Jim Pounds, vice president and media director at Periscope Communications, a Minneapolis ad agency, is skeptical whether Carlson could pump up KSTP's flagging ratings. "I can't fathom that any individual local personality is going to make a significant ratings difference until the market decides it's had enough of Tom Barnard," he says. "Because even if the loyalty to KQ is skin-deep, it's hard to make people change their behavior."
Still, there's some logic to bringing Babs back. In the wake of a messy mayoral campaign, her name recognition might skew higher.

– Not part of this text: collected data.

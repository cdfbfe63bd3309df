//! Human approval gate
//!
//! Stages marked `human_input` stop after their artifact is written and wait
//! for an [`ApprovalDecision`]. The wait itself is bounded by an optional
//! timeout and by the run's [`CancelSignal`].

use crate::pipeline::record::DiscoveryArtifact;
use crate::pipeline::stage::{PipelineStage, StageKind};
use crate::pipeline::CancelSignal;
use async_trait::async_trait;
use serde_json::Value;
use std::io::{BufRead, Write};
use std::path::Path;
use std::time::Duration;
use thiserror::Error;

/// Operator verdict on a stage artifact
#[derive(Debug, Clone, PartialEq, Eq)]
pub enum ApprovalDecision {
    /// Continue with the artifact as it is on disk now
    Approve,
    /// Re-run the stage with this feedback
    Revise { feedback: String },
    /// Stop the run
    Reject { reason: String },
}

/// What the gate is asked to review
#[derive(Debug)]
pub struct ApprovalRequest<'a> {
    pub stage: &'a PipelineStage,
    pub artifact_path: &'a Path,
    pub artifact: &'a Value,
    /// Revisions already made to this stage
    pub revision: usize,
}

#[derive(Debug, Error)]
pub enum ApprovalError {
    #[error("Approval prompt failed: {0}")]
    Io(#[from] std::io::Error),
    #[error("Input closed while waiting for approval")]
    InputClosed,
    #[error("Stage '{0}' needs approval but no operator is available (use --auto-approve)")]
    OperatorRequired(StageKind),
}

#[async_trait]
pub trait ApprovalGate: Send + Sync {
    async fn review(&self, request: &ApprovalRequest<'_>) -> Result<ApprovalDecision, ApprovalError>;
}

/// How a wait for approval ended
#[derive(Debug, Clone, PartialEq, Eq)]
pub enum ApprovalWait {
    Decided(ApprovalDecision),
    TimedOut,
    Cancelled,
}

/// Ask the gate, giving up on timeout or cancellation
pub async fn wait_for_decision(
    gate: &dyn ApprovalGate,
    request: &ApprovalRequest<'_>,
    timeout: Option<Duration>,
    cancel: &CancelSignal,
) -> Result<ApprovalWait, ApprovalError> {
    let deadline = async {
        match timeout {
            Some(limit) => tokio::time::sleep(limit).await,
            None => std::future::pending::<()>().await,
        }
    };

    tokio::select! {
        decision = gate.review(request) => decision.map(ApprovalWait::Decided),
        _ = deadline => Ok(ApprovalWait::TimedOut),
        _ = cancel.cancelled() => Ok(ApprovalWait::Cancelled),
    }
}

/// Parse one answer line. `None` means the line was not understood.
pub fn parse_decision(line: &str) -> Option<ApprovalDecision> {
    let line = line.trim();
    let (word, rest) = match line.split_once(char::is_whitespace) {
        Some((word, rest)) => (word, rest.trim()),
        None => (line, ""),
    };

    match word.to_lowercase().as_str() {
        "" | "a" | "y" | "yes" | "approve" => Some(ApprovalDecision::Approve),
        "r" | "revise" if !rest.is_empty() => Some(ApprovalDecision::Revise {
            feedback: rest.to_string(),
        }),
        "x" | "n" | "no" | "reject" => Some(ApprovalDecision::Reject {
            reason: if rest.is_empty() {
                "rejected by operator".to_string()
            } else {
                rest.to_string()
            },
        }),
        _ => None,
    }
}

/// Short human-readable listing of an artifact
pub fn summarize_artifact(stage: StageKind, artifact: &Value, max_items: usize) -> Vec<String> {
    if stage == StageKind::Discovery {
        if let Ok(discovery) = DiscoveryArtifact::from_value(artifact.clone()) {
            let total = discovery.candidates.len();
            let mut lines = vec![format!("{total} candidate(s) found:")];
            for (i, candidate) in discovery.candidates.iter().take(max_items).enumerate() {
                let company = candidate
                    .company
                    .as_deref()
                    .map(|c| format!(" ({c})"))
                    .unwrap_or_default();
                lines.push(format!(
                    "  {}. {}{} {}",
                    i + 1,
                    candidate.title,
                    company,
                    candidate.url
                ));
            }
            if total > max_items {
                lines.push(format!("  ... and {} more", total - max_items));
            }
            return lines;
        }
    }

    match artifact {
        Value::Array(items) => vec![format!("{} entries", items.len())],
        other => vec![other.to_string()],
    }
}

const PROMPT: &str =
    "Approve [Enter/a], revise [r <feedback>] or reject [x <reason>]? ";

/// Read answers until one parses
pub fn prompt_decision<R: BufRead, W: Write>(
    reader: &mut R,
    writer: &mut W,
) -> Result<ApprovalDecision, ApprovalError> {
    loop {
        write!(writer, "{PROMPT}")?;
        writer.flush()?;

        let mut line = String::new();
        if reader.read_line(&mut line)? == 0 {
            return Err(ApprovalError::InputClosed);
        }
        match parse_decision(&line) {
            Some(decision) => return Ok(decision),
            None => writeln!(
                writer,
                "Not understood. Revising needs feedback text, e.g. 'r only keep NYC roles'."
            )?,
        }
    }
}

/// Gate that asks the operator on the terminal
pub struct TerminalApproval {
    max_display: usize,
}

impl TerminalApproval {
    const DEFAULT_MAX_DISPLAY: usize = 20;

    pub fn new() -> Self {
        Self {
            max_display: Self::DEFAULT_MAX_DISPLAY,
        }
    }

    pub fn with_max_display(mut self, max: usize) -> Self {
        self.max_display = max;
        self
    }
}

impl Default for TerminalApproval {
    fn default() -> Self {
        Self::new()
    }
}

#[async_trait]
impl ApprovalGate for TerminalApproval {
    async fn review(&self, request: &ApprovalRequest<'_>) -> Result<ApprovalDecision, ApprovalError> {
        let mut text = vec![
            String::new(),
            format!(
                "== Review '{}' output ({}) ==",
                request.stage.agent.role,
                request.artifact_path.display()
            ),
        ];
        text.extend(summarize_artifact(
            request.stage.kind,
            request.artifact,
            self.max_display,
        ));
        text.push("You may edit the file before approving; the edited file is used.".to_string());

        // Stdin reads block, so the prompt runs off the async workers
        tokio::task::spawn_blocking(move || -> Result<ApprovalDecision, ApprovalError> {
            let mut stdout = std::io::stdout();
            for line in text {
                writeln!(stdout, "{line}")?;
            }
            prompt_decision(&mut std::io::stdin().lock(), &mut stdout)
        })
        .await
        .map_err(|e| ApprovalError::Io(std::io::Error::other(e)))?
    }
}

/// Fixed answer for unattended runs
#[derive(Debug, Clone, Copy, Default, PartialEq, Eq)]
pub enum ApprovalPolicy {
    /// Approve every artifact as-is
    Approve,
    /// Reject at the first gate
    Reject,
    /// Fail the run at the first gate
    #[default]
    Fail,
}

pub struct PolicyApproval {
    policy: ApprovalPolicy,
}

impl PolicyApproval {
    pub fn new(policy: ApprovalPolicy) -> Self {
        Self { policy }
    }

    pub fn auto_approve() -> Self {
        Self::new(ApprovalPolicy::Approve)
    }
}

#[async_trait]
impl ApprovalGate for PolicyApproval {
    async fn review(&self, request: &ApprovalRequest<'_>) -> Result<ApprovalDecision, ApprovalError> {
        match self.policy {
            ApprovalPolicy::Approve => {
                tracing::info!(stage = %request.stage.kind, "Artifact approved by policy");
                Ok(ApprovalDecision::Approve)
            }
            ApprovalPolicy::Reject => Ok(ApprovalDecision::Reject {
                reason: "rejected by non-interactive policy".to_string(),
            }),
            ApprovalPolicy::Fail => Err(ApprovalError::OperatorRequired(request.stage.kind)),
        }
    }
}

#[cfg(test)]
mod tests {
    use super::*;
    use crate::pipeline::stage::standard_stages;
    use serde_json::json;
    use std::io::Cursor;

    #[test]
    fn test_parse_decision() {
        assert_eq!(parse_decision(""), Some(ApprovalDecision::Approve));
        assert_eq!(parse_decision(" Yes \n"), Some(ApprovalDecision::Approve));
        assert_eq!(
            parse_decision("r only keep NYC roles"),
            Some(ApprovalDecision::Revise {
                feedback: "only keep NYC roles".to_string()
            })
        );
        assert_eq!(parse_decision("revise"), None);
        assert_eq!(
            parse_decision("x"),
            Some(ApprovalDecision::Reject {
                reason: "rejected by operator".to_string()
            })
        );
        assert_eq!(
            parse_decision("reject wrong city"),
            Some(ApprovalDecision::Reject {
                reason: "wrong city".to_string()
            })
        );
        assert_eq!(parse_decision("maybe"), None);
    }

    #[test]
    fn test_prompt_reprompts_until_understood() {
        let mut reader = Cursor::new(&b"maybe\nr\nr more banks\n"[..]);
        let mut output = Vec::new();

        let decision = prompt_decision(&mut reader, &mut output).unwrap();

        assert_eq!(
            decision,
            ApprovalDecision::Revise {
                feedback: "more banks".to_string()
            }
        );
        let output = String::from_utf8(output).unwrap();
        assert_eq!(output.matches("Not understood").count(), 2);
    }

    #[test]
    fn test_prompt_closed_input() {
        let mut reader = Cursor::new(&b""[..]);
        let result = prompt_decision(&mut reader, &mut Vec::new());
        assert!(matches!(result, Err(ApprovalError::InputClosed)));
    }

    #[test]
    fn test_summarize_discovery_artifact() {
        let artifact = json!({"candidates": [
            {"title": "Quant Intern", "company": "Acme", "url": "https://acme.com/jobs/1"},
            {"title": "Data Analyst", "url": "https://b.com"},
            {"title": "Consultant", "url": "https://c.com"}
        ]});

        let lines = summarize_artifact(StageKind::Discovery, &artifact, 2);

        assert_eq!(lines[0], "3 candidate(s) found:");
        assert_eq!(lines[1], "  1. Quant Intern (Acme) https://acme.com/jobs/1");
        assert_eq!(lines[2], "  2. Data Analyst https://b.com");
        assert_eq!(lines[3], "  ... and 1 more");
    }

    #[test]
    fn test_summarize_other_artifacts() {
        assert_eq!(
            summarize_artifact(StageKind::Extraction, &json!([1, 2]), 5),
            ["2 entries"]
        );
    }

    #[tokio::test]
    async fn test_policy_gates() {
        let stages = standard_stages();
        let artifact = json!({"candidates": []});
        let request = ApprovalRequest {
            stage: &stages[0],
            artifact_path: Path::new("opportunities.json"),
            artifact: &artifact,
            revision: 0,
        };

        assert_eq!(
            PolicyApproval::auto_approve().review(&request).await.unwrap(),
            ApprovalDecision::Approve
        );
        assert!(matches!(
            PolicyApproval::new(ApprovalPolicy::Reject).review(&request).await,
            Ok(ApprovalDecision::Reject { .. })
        ));
        assert!(matches!(
            PolicyApproval::new(ApprovalPolicy::Fail).review(&request).await,
            Err(ApprovalError::OperatorRequired(StageKind::Discovery))
        ));
    }

    struct NeverAnswers;

    #[async_trait]
    impl ApprovalGate for NeverAnswers {
        async fn review(&self, _: &ApprovalRequest<'_>) -> Result<ApprovalDecision, ApprovalError> {
            std::future::pending().await
        }
    }

    #[tokio::test]
    async fn test_wait_times_out() {
        let stages = standard_stages();
        let artifact = json!({});
        let request = ApprovalRequest {
            stage: &stages[0],
            artifact_path: Path::new("opportunities.json"),
            artifact: &artifact,
            revision: 0,
        };

        let outcome = wait_for_decision(
            &NeverAnswers,
            &request,
            Some(Duration::from_millis(20)),
            &CancelSignal::new(),
        )
        .await
        .unwrap();
        assert_eq!(outcome, ApprovalWait::TimedOut);
    }

    #[tokio::test]
    async fn test_wait_cancelled() {
        let stages = standard_stages();
        let artifact = json!({});
        let request = ApprovalRequest {
            stage: &stages[0],
            artifact_path: Path::new("opportunities.json"),
            artifact: &artifact,
            revision: 0,
        };
        let cancel = CancelSignal::new();
        let trigger = cancel.clone();
        tokio::spawn(async move {
            tokio::time::sleep(Duration::from_millis(10)).await;
            trigger.cancel();
        });

        let outcome = wait_for_decision(&NeverAnswers, &request, None, &cancel)
            .await
            .unwrap();
        assert_eq!(outcome, ApprovalWait::Cancelled);
    }
}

And given the overabundance of testosterone on the morning dial, it's also possible listeners are stuffed on sports and moronic banter, thirsty for Carlson's irreverent, albeit conservative, take on city politics, state government, and local culture.
"I've had discussions with her about how she'd love to build upon the mayor's race and kind of capitalize on what she learned about herself and the community," says Sweeney, who was brought on to manage the last leg of Carlson's mayoral run. "I also think she transformed [herself] from 'that wacky broad' into a serious public figure."
At the very least, Carlson is, as Pounds says, "notorious, unpredictable, and vibrant," characteristics that have attracted and will attract local advertisers looking for endorsements on a smaller, more affordable station--advertisers who haven't exactly been clamoring for Korzenowski's stamp of approval. Through the '90s, Carlson formed lasting, lucrative relationships with small companies such as Evergreen Jewelers, Sofas and Chairs, Cal Spa, Whiteway Cleaners, and Select Comfort Mattresses. Every time she opened her mouth to pitch for one of these businesses--frequently several times a morning--KSTP turned a tidy profit. And even when her ratings were at their worst, people at least knew who she was and where to find her on the dial.
True, in a brave new world run by conglomerates and populated by crass shock jocks, this old-school approach might fail, yielding little more than chump change. But right now it seems the prospect of chump change is more than enough for KSTP.